Ubc13 is dispensable for error-free bypass of abasic sites in non-replicative DNA synthesis but plays a role in Rev1 usage. Frequencies and mutational spectra of Can^R following transformation with vector control plasmid, or A3B expression plasmid assessed in yeast strains harboring the CAN1 reporter on Chr V. (A) cdc13-1, cdc13-1 ung1Δ, cdc13-1 mph1Δ, cdc13-1 rev3Δ and cdc13-1 ubc13Δ yeast strains were assessed to discern the usage of the error-free bypass pathway to avoid abasic sites generated during nonreplicative DNA synthesis. Horizontal bars and numerical values indicate the median frequency of six or seven independent replicates.

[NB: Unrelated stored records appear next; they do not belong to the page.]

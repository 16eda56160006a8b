//! Adapters - implementations of the ports against concrete infrastructure.
//!
//! - `stripe`: payment processor adapter over the Stripe REST API
//! - `csms`: CSMS notifier posting events over HTTP
//! - `http`: inbound HTTP surface (Axum)

pub mod csms;
pub mod http;
pub mod stripe;
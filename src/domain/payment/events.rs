//! Events relayed to the CSMS (charging session management system).
//!
//! These are ephemeral, fire-and-forget notifications: no delivery tracking,
//! no retry. Two distinct flows both report `payment_succeeded` with
//! different payloads (the processor webhook and the checkout success
//! redirect), so the wire shape is built per variant rather than derived.

use serde_json::{json, Value};

use super::PaymentType;

/// A payment lifecycle event for the CSMS.
#[derive(Debug, Clone, PartialEq)]
pub enum CsmsEvent {
    /// A checkout session completed (reported by the processor webhook).
    SessionCompleted {
        session_id: String,
        client_id: Option<String>,
        setup_intent_id: Option<String>,
    },
    /// A payment intent succeeded (reported by the processor webhook).
    /// Amount is in minor units, as delivered by the processor.
    PaymentSucceeded {
        payment_intent_id: String,
        amount_minor: i64,
        client_id: Option<String>,
    },
    /// A non-dynamic checkout settled (reported on the success redirect).
    /// Amount is in major units. Shares the `payment_succeeded` event type.
    CheckoutSettled {
        session_id: String,
        amount: f64,
        payment_type: PaymentType,
        client_id: Option<String>,
    },
    /// A dynamic charge was captured for its final amount.
    ChargeCompleted {
        session_id: Option<String>,
        setup_intent_id: Option<String>,
        payment_intent_id: String,
        amount_paid: f64,
        client_id: Option<String>,
    },
    /// A dynamic charge could not be captured.
    ChargeFailed {
        session_id: Option<String>,
        setup_intent_id: Option<String>,
        error: String,
    },
}

impl CsmsEvent {
    /// Wire-level event type string.
    pub fn event_type(&self) -> &'static str {
        match self {
            CsmsEvent::SessionCompleted { .. } => "session_completed",
            CsmsEvent::PaymentSucceeded { .. } | CsmsEvent::CheckoutSettled { .. } => {
                "payment_succeeded"
            }
            CsmsEvent::ChargeCompleted { .. } => "charge_completed",
            CsmsEvent::ChargeFailed { .. } => "charge_failed",
        }
    }

    /// Event payload as sent in the notification body's `data` field.
    pub fn payload(&self) -> Value {
        match self {
            CsmsEvent::SessionCompleted {
                session_id,
                client_id,
                setup_intent_id,
            } => json!({
                "session_id": session_id,
                "client_id": client_id,
                "setup_intent_id": setup_intent_id,
            }),
            CsmsEvent::PaymentSucceeded {
                payment_intent_id,
                amount_minor,
                client_id,
            } => json!({
                "payment_intent_id": payment_intent_id,
                "amount": amount_minor,
                "client_id": client_id,
            }),
            CsmsEvent::CheckoutSettled {
                session_id,
                amount,
                payment_type,
                client_id,
            } => json!({
                "session_id": session_id,
                "amount": amount,
                "payment_type": payment_type.as_str(),
                "client_id": client_id,
            }),
            CsmsEvent::ChargeCompleted {
                session_id,
                setup_intent_id,
                payment_intent_id,
                amount_paid,
                client_id,
            } => {
                let mut data = json!({
                    "payment_intent_id": payment_intent_id,
                    "amount_paid": amount_paid,
                    "client_id": client_id,
                });
                // Identify the charge by whichever handle the flow holds.
                if let Some(id) = session_id {
                    data["session_id"] = json!(id);
                }
                if let Some(id) = setup_intent_id {
                    data["setup_intent_id"] = json!(id);
                }
                data
            }
            CsmsEvent::ChargeFailed {
                session_id,
                setup_intent_id,
                error,
            } => {
                let mut data = json!({ "error": error });
                if let Some(id) = session_id {
                    data["session_id"] = json!(id);
                }
                if let Some(id) = setup_intent_id {
                    data["setup_intent_id"] = json!(id);
                }
                data
            }
        }
    }

    /// Full notification body: `{event_type, data}`.
    pub fn to_body(&self) -> Value {
        json!({
            "event_type": self.event_type(),
            "data": self.payload(),
        })
    }
}
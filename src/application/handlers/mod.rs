//! Command handlers for the payment orchestration flows.

mod create_checkout;
mod dynamic_session;
mod process_webhook;

pub use create_checkout::{CreateCheckoutCommand, CreateCheckoutHandler, CreateCheckoutResult};
pub use dynamic_session::{
    DynamicSessionHandler, EndSessionCommand, EndSessionResult, FinalizeResult,
    SessionAuthorization, StartSessionCommand, FINALIZE_AMOUNT_MINOR,
};
pub use process_webhook::{ProcessWebhookCommand, ProcessWebhookHandler, WebhookAck};

use crate::domain::payment::CsmsEvent;
use crate::ports::CsmsNotifier;

/// Deliver one event to the CSMS, logging and discarding any failure.
///
/// The caller's outcome must never depend on the CSMS being reachable.
pub(crate) async fn notify_best_effort(notifier: &dyn CsmsNotifier, event: &CsmsEvent) {
    if let Err(err) = notifier.notify(event).await {
        tracing::warn!(
            event_type = event.event_type(),
            error = %err,
            "CSMS notification failed; continuing"
        );
    }
}
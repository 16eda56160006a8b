//! Payment configuration

use serde::Deserialize;

use super::error::ValidationError;

/// Payment configuration (Stripe)
#[derive(Debug, Clone, Default, Deserialize)]
pub struct PaymentConfig {
    /// Stripe secret API key
    pub stripe_secret_key: String,

    /// Stripe publishable key, embedded in the payment pages
    pub stripe_publishable_key: String,

    /// Stripe webhook signing secret
    pub stripe_webhook_secret: String,
}

impl PaymentConfig {
    /// Check if using Stripe test mode
    pub fn is_test_mode(&self) -> bool {
        self.stripe_secret_key.starts_with("sk_test_")
    }

    /// Check if using Stripe live mode
    pub fn is_live_mode(&self) -> bool {
        self.stripe_secret_key.starts_with("sk_live_")
    }

    /// Validate payment configuration
    pub fn validate(&self) -> Result<(), ValidationError> {
        if self.stripe_secret_key.is_empty() {
            return Err(ValidationError::MissingRequired("STRIPE_SECRET_KEY"));
        }
        if self.stripe_publishable_key.is_empty() {
            return Err(ValidationError::MissingRequired("STRIPE_PUBLISHABLE_KEY"));
        }
        if self.stripe_webhook_secret.is_empty() {
            return Err(ValidationError::MissingRequired("STRIPE_WEBHOOK_SECRET"));
        }

        // Verify key prefixes for safety
        if !self.stripe_secret_key.starts_with("sk_") {
            return Err(ValidationError::InvalidStripeKey);
        }
        if !self.stripe_publishable_key.starts_with("pk_") {
            return Err(ValidationError::InvalidStripePublishableKey);
        }
        if !self.stripe_webhook_secret.starts_with("whsec_") {
            return Err(ValidationError::InvalidStripeWebhookSecret);
        }

        Ok(())
    }
}
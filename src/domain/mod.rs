//! Domain layer - payment orchestration rules with no infrastructure concerns.

pub mod payment;
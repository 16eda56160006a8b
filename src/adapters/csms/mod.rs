//! CSMS adapter - `CsmsNotifier` implementation posting events over HTTP.

mod csms_client;

pub use csms_client::HttpCsmsNotifier;
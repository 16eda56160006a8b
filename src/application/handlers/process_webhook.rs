//! ProcessWebhookHandler - verifies processor webhooks and relays normalized
//! events to the CSMS.

use std::sync::Arc;

use crate::domain::payment::{CsmsEvent, PaymentFlowError};
use crate::ports::{CsmsNotifier, PaymentProcessor, WebhookEventData, WebhookEventType};

use super::notify_best_effort;

/// Command carrying a raw webhook delivery.
#[derive(Debug, Clone)]
pub struct ProcessWebhookCommand {
    /// Raw request body, exactly as signed by the processor.
    pub payload: Vec<u8>,
    /// Signature header value.
    pub signature: String,
}

/// Acknowledgement returned to the webhook sender.
#[derive(Debug, Clone)]
pub struct WebhookAck {
    pub success: bool,
}

/// Handler for inbound processor webhooks.
///
/// Signature verification happens before any event data is trusted. Once an
/// event verifies, it is always acknowledged: a CSMS delivery failure must
/// not make the processor re-deliver the webhook.
pub struct ProcessWebhookHandler {
    processor: Arc<dyn PaymentProcessor>,
    notifier: Arc<dyn CsmsNotifier>,
}

impl ProcessWebhookHandler {
    pub fn new(processor: Arc<dyn PaymentProcessor>, notifier: Arc<dyn CsmsNotifier>) -> Self {
        Self {
            processor,
            notifier,
        }
    }

    pub async fn handle(&self, cmd: ProcessWebhookCommand) -> Result<WebhookAck, PaymentFlowError> {
        let event = self
            .processor
            .verify_webhook(&cmd.payload, &cmd.signature)
            .await
            .map_err(|err| {
                tracing::warn!(error = %err, "Webhook rejected");
                PaymentFlowError::from(err)
            })?;

        tracing::info!(
            event_id = %event.id,
            event_type = ?event.event_type,
            "Webhook verified"
        );

        match (&event.event_type, &event.data) {
            (
                WebhookEventType::CheckoutSessionCompleted,
                WebhookEventData::Checkout {
                    session_id,
                    client_reference_id,
                    setup_intent_id,
                },
            ) => {
                notify_best_effort(
                    self.notifier.as_ref(),
                    &CsmsEvent::SessionCompleted {
                        session_id: session_id.clone(),
                        client_id: client_reference_id.clone(),
                        setup_intent_id: setup_intent_id.clone(),
                    },
                )
                .await;
            }
            (
                WebhookEventType::PaymentIntentSucceeded,
                WebhookEventData::PaymentIntent {
                    payment_intent_id,
                    amount_minor,
                    customer_id,
                },
            ) => {
                notify_best_effort(
                    self.notifier.as_ref(),
                    &CsmsEvent::PaymentSucceeded {
                        payment_intent_id: payment_intent_id.clone(),
                        amount_minor: *amount_minor,
                        client_id: customer_id.clone(),
                    },
                )
                .await;
            }
            (WebhookEventType::Unknown(other), _) => {
                tracing::debug!(event_type = %other, "Ignoring unhandled webhook event");
            }
            // A known type whose payload did not normalize as expected is the
            // gateway's bug, not the sender's; acknowledge and log.
            (event_type, _) => {
                tracing::error!(
                    event_type = ?event_type,
                    "Webhook event data did not match its type"
                );
            }
        }

        Ok(WebhookAck { success: true })
    }
}
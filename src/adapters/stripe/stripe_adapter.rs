//! Stripe payment processor adapter.
//!
//! Implements the `PaymentProcessor` trait for Stripe API integration.
//! Handles checkout sessions, payment methods, setup/payment intents, and
//! webhook verification.
//!
//! # Security
//!
//! - HMAC-SHA256 signature verification with constant-time comparison
//! - Timestamp validation (5-minute window) for replay attack prevention
//! - Secrets handled via `secrecy::SecretString`
//!
//! # Configuration
//!
//! ```ignore
//! let config = StripeConfig::new(secret_key, webhook_secret);
//! let gateway = StripeGateway::new(config);
//! ```

use async_trait::async_trait;
use hmac::{Hmac, Mac};
use secrecy::{ExposeSecret, SecretString};
use sha2::Sha256;
use subtle::ConstantTimeEq;

use crate::domain::payment::CheckoutMode;
use crate::ports::{
    CheckoutSession, CheckoutSessionSpec, PaymentIntent, PaymentIntentSpec, PaymentIntentStatus,
    PaymentMethod, PaymentProcessor, ProcessorError, SetupIntent, WebhookEvent, WebhookEventData,
    WebhookEventType,
};

use super::webhook_types::{
    hex_encode, SignatureHeader, StripeCheckoutSession, StripeErrorResponse, StripePaymentIntent,
    StripePaymentMethod, StripeSetupIntent, StripeWebhookEvent,
};

type HmacSha256 = Hmac<Sha256>;

/// Maximum age for webhook events (5 minutes).
const MAX_TIMESTAMP_AGE_SECS: i64 = 300;

/// Clock skew tolerance for future timestamps (60 seconds).
const MAX_FUTURE_TOLERANCE_SECS: i64 = 60;

/// Stripe API configuration.
#[derive(Clone)]
pub struct StripeConfig {
    /// Stripe secret API key (sk_live_... or sk_test_...).
    secret_key: SecretString,

    /// Webhook signing secret (whsec_...).
    webhook_secret: SecretString,

    /// Base URL for Stripe API (default: https://api.stripe.com).
    api_base_url: String,

    /// Whether to require livemode events in production.
    require_livemode: bool,
}

impl StripeConfig {
    /// Create a new Stripe configuration.
    pub fn new(secret_key: impl Into<String>, webhook_secret: impl Into<String>) -> Self {
        Self {
            secret_key: SecretString::new(secret_key.into()),
            webhook_secret: SecretString::new(webhook_secret.into()),
            api_base_url: "https://api.stripe.com".to_string(),
            require_livemode: false,
        }
    }

    /// Set a custom API base URL (for testing).
    pub fn with_base_url(mut self, url: impl Into<String>) -> Self {
        self.api_base_url = url.into();
        self
    }

    /// Require livemode events in production.
    pub fn with_require_livemode(mut self, require: bool) -> Self {
        self.require_livemode = require;
        self
    }
}

/// Stripe payment processor adapter.
///
/// Implements `PaymentProcessor` for Stripe API integration.
pub struct StripeGateway {
    config: StripeConfig,
    http_client: reqwest::Client,
}

impl StripeGateway {
    /// Create a new Stripe gateway with the given configuration.
    pub fn new(config: StripeConfig) -> Self {
        Self {
            config,
            http_client: reqwest::Client::new(),
        }
    }

    /// Turn a non-2xx Stripe response into a `ProcessorError`.
    ///
    /// Card declines are distinguished from API failures via the error
    /// envelope's `type` field.
    async fn error_from_response(&self, response: reqwest::Response) -> ProcessorError {
        let status = response.status();
        let body = response.text().await.unwrap_or_default();

        if let Ok(envelope) = serde_json::from_str::<StripeErrorResponse>(&body) {
            return map_error_envelope(status, envelope);
        }

        tracing::error!(status = %status, body = %body, "Stripe API call failed");
        ProcessorError::provider(format!("Stripe API error (status {}): {}", status, body))
    }

    /// Decode a successful Stripe response body.
    async fn decode<T: serde::de::DeserializeOwned>(
        &self,
        response: reqwest::Response,
    ) -> Result<T, ProcessorError> {
        response.json().await.map_err(|e| {
            ProcessorError::provider(format!("Failed to parse Stripe response: {}", e))
        })
    }

    /// POST a form-encoded request to the Stripe API.
    async fn post_form(
        &self,
        path: &str,
        params: &[(&str, String)],
    ) -> Result<reqwest::Response, ProcessorError> {
        let url = format!("{}{}", self.config.api_base_url, path);
        self.http_client
            .post(&url)
            .basic_auth(self.config.secret_key.expose_secret(), Option::<&str>::None)
            .form(params)
            .send()
            .await
            .map_err(|e| ProcessorError::network(e.to_string()))
    }

    /// GET a resource from the Stripe API.
    async fn get(&self, path: &str) -> Result<reqwest::Response, ProcessorError> {
        let url = format!("{}{}", self.config.api_base_url, path);
        self.http_client
            .get(&url)
            .basic_auth(self.config.secret_key.expose_secret(), Option::<&str>::None)
            .send()
            .await
            .map_err(|e| ProcessorError::network(e.to_string()))
    }

    /// Verify webhook signature using HMAC-SHA256.
    ///
    /// # Security
    ///
    /// - Uses constant-time comparison to prevent timing attacks
    /// - Validates timestamp to prevent replay attacks
    fn verify_signature(
        &self,
        payload: &[u8],
        header: &SignatureHeader,
    ) -> Result<(), ProcessorError> {
        // 1. Validate timestamp (prevent replay attacks)
        let now = chrono::Utc::now().timestamp();
        let age = now - header.timestamp;

        if age > MAX_TIMESTAMP_AGE_SECS {
            tracing::warn!(
                event_timestamp = header.timestamp,
                current_time = now,
                age_secs = age,
                "Webhook event too old - possible replay attack"
            );
            return Err(ProcessorError::invalid_signature(format!(
                "Event too old ({} seconds)",
                age
            )));
        }

        if age < -MAX_FUTURE_TOLERANCE_SECS {
            tracing::warn!(
                event_timestamp = header.timestamp,
                current_time = now,
                "Webhook event from future - clock skew or manipulation"
            );
            return Err(ProcessorError::invalid_signature(
                "Event timestamp in future",
            ));
        }

        // 2. Compute expected signature
        let signed_payload = format!(
            "{}.{}",
            header.timestamp,
            String::from_utf8_lossy(payload)
        );

        let mut mac = HmacSha256::new_from_slice(
            self.config.webhook_secret.expose_secret().as_bytes(),
        )
        .expect("HMAC can take key of any size");

        mac.update(signed_payload.as_bytes());
        let expected = mac.finalize().into_bytes();

        // 3. Constant-time comparison
        let expected_bytes: &[u8] = expected.as_slice();
        let provided_bytes: &[u8] = &header.v1_signature;

        if expected_bytes.ct_eq(provided_bytes).unwrap_u8() != 1 {
            tracing::warn!(
                expected_signature = %hex_encode(expected_bytes),
                "Invalid webhook signature"
            );
            return Err(ProcessorError::invalid_signature("Invalid signature"));
        }

        Ok(())
    }

    /// Parse a Stripe event and convert to domain types.
    fn parse_event(&self, payload: &[u8]) -> Result<WebhookEvent, ProcessorError> {
        let stripe_event: StripeWebhookEvent = serde_json::from_slice(payload).map_err(|e| {
            tracing::warn!(error = %e, "Failed to parse webhook payload");
            ProcessorError::invalid_payload(format!("Invalid JSON: {}", e))
        })?;

        // Check livemode if required
        if self.config.require_livemode && !stripe_event.livemode {
            tracing::warn!(
                event_id = %stripe_event.id,
                "Rejected test mode event in production"
            );
            return Err(ProcessorError::invalid_payload(
                "Test mode events not allowed in production",
            ));
        }

        // Convert event type
        let event_type = match stripe_event.event_type.as_str() {
            "checkout.session.completed" => WebhookEventType::CheckoutSessionCompleted,
            "payment_intent.succeeded" => WebhookEventType::PaymentIntentSucceeded,
            other => WebhookEventType::Unknown(other.to_string()),
        };

        // Convert event data based on type
        let data = self.extract_event_data(&stripe_event)?;

        Ok(WebhookEvent {
            id: stripe_event.id,
            event_type,
            data,
            created_at: stripe_event.created,
        })
    }

    /// Extract event data from Stripe event into domain format.
    fn extract_event_data(
        &self,
        event: &StripeWebhookEvent,
    ) -> Result<WebhookEventData, ProcessorError> {
        match event.event_type.as_str() {
            "checkout.session.completed" => {
                let session: StripeCheckoutSession =
                    serde_json::from_value(event.data.object.clone()).map_err(|e| {
                        ProcessorError::invalid_payload(format!("Invalid checkout session: {}", e))
                    })?;

                Ok(WebhookEventData::Checkout {
                    session_id: session.id,
                    client_reference_id: session.client_reference_id,
                    setup_intent_id: session.setup_intent,
                })
            }

            "payment_intent.succeeded" => {
                let intent: StripePaymentIntent =
                    serde_json::from_value(event.data.object.clone()).map_err(|e| {
                        ProcessorError::invalid_payload(format!("Invalid payment intent: {}", e))
                    })?;

                Ok(WebhookEventData::PaymentIntent {
                    payment_intent_id: intent.id,
                    amount_minor: intent.amount,
                    customer_id: intent.customer,
                })
            }

            _ => {
                // Return raw JSON for unknown event types
                Ok(WebhookEventData::Raw {
                    json: serde_json::to_string(&event.data.object).unwrap_or_default(),
                })
            }
        }
    }
}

Statistical significance was determined by a two-tailed non-parametric Mann–Whitney rank sum test. (B) The mutation spectra of the CAN1 in independent cdc13-1, cdc13-1 ung1Δ and cdc13-1 ubc13Δ Can^R yeast were assessed through PacBio sequencing. The mutation spectra frequency represents the proportion of the Can^R frequency in (A) that can be attributed to the individual mutation types. The numerical values above the bars indicate the number of isolates with the reported mutation. Statistical significance of G to A and G to C mutation ratios between genetic backgrounds were determined by two-tailed Fisher's exact test.

Figure 6.

Model for avoidance of APOBEC-induced lesions ahead of lagging strand DNA synthesis. (A) Single stranded DNA in the lagging strand template contain cytidines susceptible for APOBEC-induced deamination. These dU are excised by Ung1 ahead of the replicative polymerase, generating a fork-stalling abasic site (denoted as AP). The majority of these lesions are bypassed in an error-free manner by template switching, which is dependent on Ubc13, Mms2, Rad5 and Mph1. Some abasic sites are bypassed via the error-prone TLS pathway, dependent on Rev1 and polymerase ζ. Here, Ubc13 and Rad5 influence polymerase choice by promoting Rev1-mediated dC insertion, resulting in G to C substitutions. Alternatively, A-rule insertion by a different polymerase results in G to A substitutions. (B) Following end resection, cytidines on the non-resected DNA strand are exposed to APOBEC activity. These dU are excised by Ung1, generating abasic sites. During gap-fill synthesis, the polymerase stalls at the abasic sites. At this point, the lesion is predominantly bypassed through Mph1-dependent error-free template switch, potentially using its sister chromatid as a template or through error-prone TLS, dependent on Rev1 and polymerase ζ. As with (A), Ubc13 promotes Rev1 cytidine transferase activity during TLS, however, Ubc13-mediated polyubiquitination of PCNA is unnecessary for initiating error-free template switching.